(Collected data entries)
= Beginning of Section =

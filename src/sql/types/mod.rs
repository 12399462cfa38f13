use std::{cmp::Ordering, fmt::Display};

use serde::{Deserialize, Serialize};

pub mod row;

pub use row::Row;

/// Supported SQL column types
#[derive(Debug, Clone, Copy, PartialEq, Eq, Serialize, Deserialize)]
pub enum DataType {
    #[serde(rename = "INT")]
    Integer,
    #[serde(rename = "VARCHAR")]
    Varchar,
    #[serde(rename = "BOOLEAN")]
    Boolean,
}

impl Display for DataType {
    fn fmt(&self, f: &mut std::fmt::Formatter<'_>) -> std::fmt::Result {
        f.write_str(match self {
            DataType::Integer => "INT",
            DataType::Varchar => "VARCHAR",
            DataType::Boolean => "BOOLEAN",
        })
    }
}

/// Runtime value type: a single tagged slot for every cell the engine stores
///
/// Untagged serde representation so that rows serialize as plain JSON
/// scalars (`1`, `"a"`, `true`, `null`) in snapshots and results.
#[derive(Debug, Clone, PartialEq, Eq, Hash, Serialize, Deserialize)]
#[serde(untagged)]
pub enum Value {
    Null,
    Boolean(bool),
    Integer(i64),
    String(String),
}

impl Value {
    /// Returns the data type of the value, or None if it's Null
    pub fn datatype(&self) -> Option<DataType> {
        match self {
            Self::Null => None,
            Self::Boolean(_) => Some(DataType::Boolean),
            Self::Integer(_) => Some(DataType::Integer),
            Self::String(_) => Some(DataType::Varchar),
        }
    }

    pub fn is_null(&self) -> bool {
        matches!(self, Self::Null)
    }
}

impl Display for Value {
    fn fmt(&self, f: &mut std::fmt::Formatter<'_>) -> std::fmt::Result {
        match self {
            Value::Null => write!(f, "NULL"),
            Value::Boolean(b) if *b => write!(f, "TRUE"),
            Value::Boolean(_) => write!(f, "FALSE"),
            Value::Integer(v) => write!(f, "{}", v),
            Value::String(v) => write!(f, "{}", v),
        }
    }
}

impl From<i64> for Value {
    fn from(value: i64) -> Self {
        Value::Integer(value)
    }
}

impl From<bool> for Value {
    fn from(value: bool) -> Self {
        Value::Boolean(value)
    }
}

impl From<&str> for Value {
    fn from(value: &str) -> Self {
        Value::String(value.to_string())
    }
}

impl From<String> for Value {
    fn from(value: String) -> Self {
        Value::String(value)
    }
}

/// Ordering is defined only within one tag; values of different types
/// (and any ordering involving NULL against another type) are incomparable.
impl PartialOrd for Value {
    fn partial_cmp(&self, other: &Self) -> Option<Ordering> {
        match (self, other) {
            (Value::Null, Value::Null) => Some(Ordering::Equal),
            (Value::Boolean(a), Value::Boolean(b)) => a.partial_cmp(b),
            (Value::Integer(a), Value::Integer(b)) => a.partial_cmp(b),
            (Value::String(a), Value::String(b)) => a.partial_cmp(b),
            (_, _) => None,
        }
    }
}
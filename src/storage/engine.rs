use serde_json::Value as Json;

use crate::error::Result;

/// Abstract persistence interface (JSON key-value operations)
///
/// The core serializes database snapshots through this trait; anything
/// that can hold JSON values under string keys can back it.
pub trait Store {
    /// Returns the stored value, or None if the key doesn't exist
    fn get(&self, key: &str) -> Option<Json>;

    fn set(&mut self, key: &str, value: Json) -> Result<()>;

    /// Removes a key, returning whether it existed
    fn delete(&mut self, key: &str) -> Result<bool>;

    fn contains(&self, key: &str) -> bool;

    fn keys(&self) -> Vec<String>;

    fn clear(&mut self) -> Result<()>;
}
//! SQL processing module
//!
//! This module provides:
//! - `types`: runtime values and the row representation
//! - `schema`: table and column schema definitions, validation, coercion
//! - `table`: row storage with constraint indexes
//! - `parser`: SQL lexer and parser
//! - `engine`: database registry and statement execution

pub mod engine;
pub mod parser;
pub mod schema;
pub mod table;
pub mod types;
//! Execution layer: the table registry and the statement dispatcher
//!
//! A [`Database`] owns its tables; ownership is explicit and passed by the
//! caller, there is no process-wide instance. The engine in [`executor`]
//! borrows a database and runs parsed statements against it.

use std::collections::{BTreeMap, HashMap};

use serde::Serialize;

use crate::{
    error::{Error, Result},
    sql::{
        schema::{Column, Schema},
        table::Table,
        types::{Row, Value},
    },
};

pub mod executor;

/// A named collection of tables
pub struct Database {
    name: String,
    tables: BTreeMap<String, Table>,
}

impl Database {
    pub fn new(name: impl Into<String>) -> Self {
        Self {
            name: name.into(),
            tables: BTreeMap::new(),
        }
    }

    pub fn name(&self) -> &str {
        &self.name
    }

    /// Registers a new table for the given schema
    pub fn create_table(&mut self, schema: Schema) -> Result<()> {
        if self.tables.contains_key(&schema.name) {
            return Err(Error::Schema(format!(
                "table '{}' already exists",
                schema.name
            )));
        }
        self.tables.insert(schema.name.clone(), Table::new(schema));
        Ok(())
    }

    pub fn get_table(&self, name: &str) -> Result<&Table> {
        self.tables
            .get(name)
            .ok_or_else(|| Error::Lookup(format!("table '{}' does not exist", name)))
    }

    pub fn get_table_mut(&mut self, name: &str) -> Result<&mut Table> {
        self.tables
            .get_mut(name)
            .ok_or_else(|| Error::Lookup(format!("table '{}' does not exist", name)))
    }

    pub fn table_exists(&self, name: &str) -> bool {
        self.tables.contains_key(name)
    }

    /// Table names in sorted order
    pub fn list_tables(&self) -> Vec<String> {
        self.tables.keys().cloned().collect()
    }

    pub fn drop_table(&mut self, name: &str) -> Result<()> {
        self.tables
            .remove(name)
            .map(|_| ())
            .ok_or_else(|| Error::Lookup(format!("table '{}' does not exist", name)))
    }

    /// Removes all rows from all tables, keeping the schemas
    pub fn clear_all_tables(&mut self) {
        for table in self.tables.values_mut() {
            table.clear();
        }
    }

    pub fn insert(&mut self, table: &str, row_data: Row) -> Result<Row> {
        self.get_table_mut(table)?.insert(row_data)
    }

    pub fn select_all(&self, table: &str) -> Result<Vec<Row>> {
        Ok(self.get_table(table)?.select_all())
    }

    pub fn select_where<P>(&self, table: &str, predicate: P) -> Result<Vec<Row>>
    where
        P: Fn(&Row) -> Result<bool>,
    {
        self.get_table(table)?.select_where(predicate)
    }

    pub fn select_by_column(&self, table: &str, column: &str, value: &Value) -> Result<Vec<Row>> {
        self.get_table(table)?.select_by_column(column, value)
    }

    pub fn update_where<P>(
        &mut self,
        table: &str,
        predicate: P,
        updates: &[(String, Value)],
    ) -> Result<usize>
    where
        P: Fn(&Row) -> Result<bool>,
    {
        self.get_table_mut(table)?.update_where(predicate, updates)
    }

    pub fn delete_where<P>(&mut self, table: &str, predicate: P) -> Result<usize>
    where
        P: Fn(&Row) -> Result<bool>,
    {
        self.get_table_mut(table)?.delete_where(predicate)
    }

    /// Inner equi-join of two tables on one column from each
    ///
    /// Builds a hash index over the right table's join column in a single
    /// pass, then emits one combined row per match. Combined rows qualify
    /// every column name as `table.column`. Left rows without a match emit
    /// nothing (inner semantics).
    pub fn join_inner(
        &self,
        left_table: &str,
        right_table: &str,
        left_column: &str,
        right_column: &str,
    ) -> Result<Vec<Row>> {
        let left = self.get_table(left_table)?;
        let right = self.get_table(right_table)?;
        if left.schema().column(left_column).is_none() {
            return Err(Error::Lookup(format!(
                "column '{}' does not exist in table '{}'",
                left_column, left_table
            )));
        }
        if right.schema().column(right_column).is_none() {
            return Err(Error::Lookup(format!(
                "column '{}' does not exist in table '{}'",
                right_column, right_table
            )));
        }

        let mut right_index: HashMap<Value, Vec<Row>> = HashMap::new();
        for row in right.select_all() {
            let key = row.get(right_column).cloned().unwrap_or(Value::Null);
            right_index.entry(key).or_default().push(row);
        }

        let mut joined = Vec::new();
        for left_row in left.select_all() {
            let key = left_row.get(left_column).cloned().unwrap_or(Value::Null);
            let Some(matches) = right_index.get(&key) else {
                continue;
            };
            for right_row in matches {
                let mut data = Vec::with_capacity(left_row.len() + right_row.len());
                for (name, value) in left_row.iter() {
                    data.push((format!("{}.{}", left_table, name), value.clone()));
                }
                for (name, value) in right_row.iter() {
                    data.push((format!("{}.{}", right_table, name), value.clone()));
                }
                joined.push(Row::from_pairs(data));
            }
        }
        Ok(joined)
    }

    /// Introspection data for one table
    pub fn table_info(&self, name: &str) -> Result<TableInfo> {
        let table = self.get_table(name)?;
        Ok(TableInfo {
            name: name.to_string(),
            row_count: table.count(),
            columns: table.schema().columns().to_vec(),
        })
    }

    /// Introspection data for the whole database
    pub fn database_info(&self) -> DatabaseInfo {
        DatabaseInfo {
            name: self.name.clone(),
            table_count: self.tables.len(),
            tables: self
                .tables
                .keys()
                .filter_map(|name| self.table_info(name).ok())
                .collect(),
        }
    }
}

/// Table metadata exposed for introspection
#[derive(Debug, Clone, PartialEq, Serialize)]
pub struct TableInfo {
    pub name: String,
    pub row_count: usize,
    pub columns: Vec<Column>,
}

/// Database metadata exposed for introspection
#[derive(Debug, Clone, PartialEq, Serialize)]
pub struct DatabaseInfo {
    pub name: String,
    pub table_count: usize,
    pub tables: Vec<TableInfo>,
}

= End of Section =

__TASK TO CARRY OUT__: Only a number is wanted: how many lines above include "registry"?

__ANSWER TO THIS TASK__: 2